=== Exercise brief ===
Each line below that contains the word "existing" is to be counted; give only the final number.

Dataset excerpts:
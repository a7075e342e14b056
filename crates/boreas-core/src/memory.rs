//! In-process store backends.
//!
//! Functional equivalents of the Postgres repositories for single-process
//! deployments and tests: same contracts, same invariants (unique ingest
//! triple, monotonic version numbers, atomic parse-state commits), no I/O.

use std::collections::{HashMap, HashSet};
use std::sync::{Arc, Mutex, MutexGuard};

use chrono::{DateTime, Utc};
use uuid::Uuid;

use crate::draft::{ContentDraft, DraftStatus, DraftVersion};
use crate::error::AppError;
use crate::models::{IngestKey, ParseDeadLetter, ParseStatus, ScraperState, TrendSource};
use crate::run::{PipelineRun, ScheduleSpec};
use crate::traits::{DraftStore, ParseStateUpdate, RunStore, SourceStore};

fn lock<'a, T>(mutex: &'a Mutex<T>, what: &str) -> MutexGuard<'a, T> {
    mutex.lock().unwrap_or_else(|poisoned| {
        tracing::warn!(store = what, "Recovered from poisoned store mutex");
        poisoned.into_inner()
    })
}

// ---------------------------------------------------------------------------
// Sources
// ---------------------------------------------------------------------------

#[derive(Default)]
struct SourceStoreInner {
    sources: HashMap<Uuid, TrendSource>,
    ledger: HashSet<String>,
    scraper_states: HashMap<(String, String), ScraperState>,
    dead_letters: HashMap<Uuid, ParseDeadLetter>,
}

#[derive(Clone, Default)]
pub struct MemorySourceStore {
    inner: Arc<Mutex<SourceStoreInner>>,
}

impl MemorySourceStore {
    pub fn new() -> Self {
        Self::default()
    }

    pub fn source_count(&self) -> usize {
        lock(&self.inner, "sources").sources.len()
    }

    pub fn ledger_len(&self) -> usize {
        lock(&self.inner, "sources").ledger.len()
    }
}

impl SourceStore for MemorySourceStore {
    async fn ingest_recorded(&self, key: &IngestKey) -> Result<bool, AppError> {
        Ok(lock(&self.inner, "sources")
            .ledger
            .contains(&key.idempotency_key()))
    }

    async fn record_ingest(&self, key: &IngestKey) -> Result<(), AppError> {
        lock(&self.inner, "sources")
            .ledger
            .insert(key.idempotency_key());
        Ok(())
    }

    async fn upsert_source(&self, source: &TrendSource) -> Result<Uuid, AppError> {
        let mut inner = lock(&self.inner, "sources");
        let triple = source.ingest_key();
        // Mirror the unique (platform, source_id, source_updated_at)
        // constraint: an existing triple is updated in place.
        let existing = inner
            .sources
            .values()
            .find(|s| s.ingest_key() == triple)
            .map(|s| s.id);
        match existing {
            Some(id) => {
                let mut updated = source.clone();
                updated.id = id;
                updated.last_seen_at = Utc::now();
                inner.sources.insert(id, updated);
                Ok(id)
            }
            None => {
                inner.sources.insert(source.id, source.clone());
                Ok(source.id)
            }
        }
    }

    async fn get_source(&self, id: Uuid) -> Result<Option<TrendSource>, AppError> {
        Ok(lock(&self.inner, "sources").sources.get(&id).cloned())
    }

    async fn list_sources_for_parsing(
        &self,
        statuses: &[ParseStatus],
        due_before: DateTime<Utc>,
        limit: usize,
    ) -> Result<Vec<TrendSource>, AppError> {
        let inner = lock(&self.inner, "sources");
        let mut due: Vec<TrendSource> = inner
            .sources
            .values()
            .filter(|s| statuses.contains(&s.parse_status))
            .filter(|s| s.parse_retry_at.is_none_or(|at| at <= due_before))
            .cloned()
            .collect();
        due.sort_by_key(|s| s.scraped_at);
        due.truncate(limit);
        Ok(due)
    }

    async fn update_parse_state(&self, update: &ParseStateUpdate) -> Result<(), AppError> {
        let mut inner = lock(&self.inner, "sources");
        let source = inner
            .sources
            .get_mut(&update.source_row_id)
            .ok_or_else(|| AppError::NotFound(format!("source row {}", update.source_row_id)))?;
        source.parse_status = update.status;
        if let Some(payload) = &update.payload {
            source.parse_payload = Some(payload.clone());
        }
        source.parse_schema_version = update.schema_version.clone();
        source.parse_confidence = update.confidence;
        source.parse_attempts = update.attempts;
        source.parse_error_kind = update.error_kind.clone();
        source.parse_last_error = update.last_error.clone();
        source.parse_retry_at = update.retry_at;
        if update.parsed_at.is_some() {
            source.parsed_at = update.parsed_at;
        }
        Ok(())
    }

    async fn dead_letter(
        &self,
        letter: &ParseDeadLetter,
        update: &ParseStateUpdate,
    ) -> Result<Uuid, AppError> {
        // Single lock scope = the in-process equivalent of one transaction.
        let mut inner = lock(&self.inner, "sources");
        let source = inner
            .sources
            .get_mut(&update.source_row_id)
            .ok_or_else(|| AppError::NotFound(format!("source row {}", update.source_row_id)))?;
        source.parse_status = update.status;
        source.parse_schema_version = update.schema_version.clone();
        source.parse_attempts = update.attempts;
        source.parse_error_kind = update.error_kind.clone();
        source.parse_last_error = update.last_error.clone();
        source.parse_retry_at = update.retry_at;
        inner.dead_letters.insert(letter.id, letter.clone());
        Ok(letter.id)
    }

    async fn get_dead_letter(&self, id: Uuid) -> Result<Option<ParseDeadLetter>, AppError> {
        Ok(lock(&self.inner, "sources").dead_letters.get(&id).cloned())
    }

    async fn list_dead_letters(&self, limit: usize) -> Result<Vec<ParseDeadLetter>, AppError> {
        let inner = lock(&self.inner, "sources");
        let mut letters: Vec<_> = inner.dead_letters.values().cloned().collect();
        letters.sort_by(|a, b| b.created_at.cmp(&a.created_at));
        letters.truncate(limit);
        Ok(letters)
    }

    async fn mark_dead_letter_replayed(
        &self,
        id: Uuid,
        replayed_at: DateTime<Utc>,
    ) -> Result<(), AppError> {
        let mut inner = lock(&self.inner, "sources");
        let letter = inner
            .dead_letters
            .get_mut(&id)
            .ok_or_else(|| AppError::NotFound(format!("dead letter {id}")))?;
        letter.replayed_at = Some(replayed_at);
        Ok(())
    }

    async fn get_scraper_state(
        &self,
        platform: &str,
        channel: &str,
    ) -> Result<Option<ScraperState>, AppError> {
        Ok(lock(&self.inner, "sources")
            .scraper_states
            .get(&(platform.to_string(), channel.to_string()))
            .cloned())
    }

    async fn upsert_scraper_state(&self, state: &ScraperState) -> Result<(), AppError> {
        lock(&self.inner, "sources").scraper_states.insert(
            (state.platform.clone(), state.channel.clone()),
            state.clone(),
        );
        Ok(())
    }
}

// ---------------------------------------------------------------------------
// Drafts
// ---------------------------------------------------------------------------

#[derive(Default)]
struct DraftStoreInner {
    drafts: HashMap<Uuid, ContentDraft>,
    versions: HashMap<Uuid, Vec<DraftVersion>>,
}

#[derive(Clone, Default)]
pub struct MemoryDraftStore {
    inner: Arc<Mutex<DraftStoreInner>>,
}

impl MemoryDraftStore {
    pub fn new() -> Self {
        Self::default()
    }

    pub fn draft_count(&self) -> usize {
        lock(&self.inner, "drafts").drafts.len()
    }

    pub fn drafts_snapshot(&self) -> Vec<ContentDraft> {
        let mut drafts: Vec<_> = lock(&self.inner, "drafts").drafts.values().cloned().collect();
        drafts.sort_by_key(|d| d.created_at);
        drafts
    }
}

impl DraftStore for MemoryDraftStore {
    async fn save_draft(&self, draft: &ContentDraft) -> Result<Uuid, AppError> {
        lock(&self.inner, "drafts")
            .drafts
            .insert(draft.id, draft.clone());
        Ok(draft.id)
    }

    async fn update_draft(&self, draft: &ContentDraft) -> Result<(), AppError> {
        let mut inner = lock(&self.inner, "drafts");
        if !inner.drafts.contains_key(&draft.id) {
            return Err(AppError::NotFound(format!("draft {}", draft.id)));
        }
        inner.drafts.insert(draft.id, draft.clone());
        Ok(())
    }

    async fn get_draft(&self, id: Uuid) -> Result<Option<ContentDraft>, AppError> {
        Ok(lock(&self.inner, "drafts").drafts.get(&id).cloned())
    }

    async fn append_version(&self, version: &DraftVersion) -> Result<u32, AppError> {
        let mut inner = lock(&self.inner, "drafts");
        let versions = inner.versions.entry(version.draft_id).or_default();
        let next = versions.len() as u32 + 1;
        let mut stored = version.clone();
        stored.version_no = next;
        versions.push(stored);
        Ok(next)
    }

    async fn get_version(
        &self,
        draft_id: Uuid,
        version_no: u32,
    ) -> Result<Option<DraftVersion>, AppError> {
        Ok(lock(&self.inner, "drafts")
            .versions
            .get(&draft_id)
            .and_then(|versions| versions.iter().find(|v| v.version_no == version_no))
            .cloned())
    }

    async fn list_versions(&self, draft_id: Uuid) -> Result<Vec<DraftVersion>, AppError> {
        let mut versions = lock(&self.inner, "drafts")
            .versions
            .get(&draft_id)
            .cloned()
            .unwrap_or_default();
        versions.sort_by_key(|v| v.version_no);
        Ok(versions)
    }

    async fn recent_bodies(&self, platform: &str, limit: usize) -> Result<Vec<String>, AppError> {
        let inner = lock(&self.inner, "drafts");
        let mut accepted: Vec<&ContentDraft> = inner
            .drafts
            .values()
            .filter(|d| d.target_platform.eq_ignore_ascii_case(platform))
            .filter(|d| d.gate_eligible && d.status != DraftStatus::Rejected)
            .collect();
        accepted.sort_by(|a, b| b.updated_at.cmp(&a.updated_at));
        Ok(accepted
            .into_iter()
            .take(limit)
            .map(|d| d.body.clone())
            .collect())
    }
}

// ---------------------------------------------------------------------------
// Runs & schedules
// ---------------------------------------------------------------------------

#[derive(Default)]
struct RunStoreInner {
    runs: HashMap<Uuid, PipelineRun>,
    schedules: HashMap<Uuid, ScheduleSpec>,
}

#[derive(Clone, Default)]
pub struct MemoryRunStore {
    inner: Arc<Mutex<RunStoreInner>>,
}

impl MemoryRunStore {
    pub fn new() -> Self {
        Self::default()
    }
}

impl RunStore for MemoryRunStore {
    async fn create_run(&self, run: &PipelineRun) -> Result<(), AppError> {
        lock(&self.inner, "runs").runs.insert(run.id, run.clone());
        Ok(())
    }

    async fn update_run(&self, run: &PipelineRun) -> Result<(), AppError> {
        let mut inner = lock(&self.inner, "runs");
        if !inner.runs.contains_key(&run.id) {
            return Err(AppError::NotFound(format!("pipeline run {}", run.id)));
        }
        inner.runs.insert(run.id, run.clone());
        Ok(())
    }

    async fn get_run(&self, id: Uuid) -> Result<Option<PipelineRun>, AppError> {
        Ok(lock(&self.inner, "runs").runs.get(&id).cloned())
    }

    async fn list_schedules(&self) -> Result<Vec<ScheduleSpec>, AppError> {
        let inner = lock(&self.inner, "runs");
        let mut schedules: Vec<_> = inner.schedules.values().cloned().collect();
        schedules.sort_by(|a, b| a.name.cmp(&b.name));
        Ok(schedules)
    }

    async fn save_schedule(&self, schedule: &ScheduleSpec) -> Result<(), AppError> {
        lock(&self.inner, "runs")
            .schedules
            .insert(schedule.id, schedule.clone());
        Ok(())
    }

    async fn get_schedule(&self, id: Uuid) -> Result<Option<ScheduleSpec>, AppError> {
        Ok(lock(&self.inner, "runs").schedules.get(&id).cloned())
    }
}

=== Exercise answer ===
3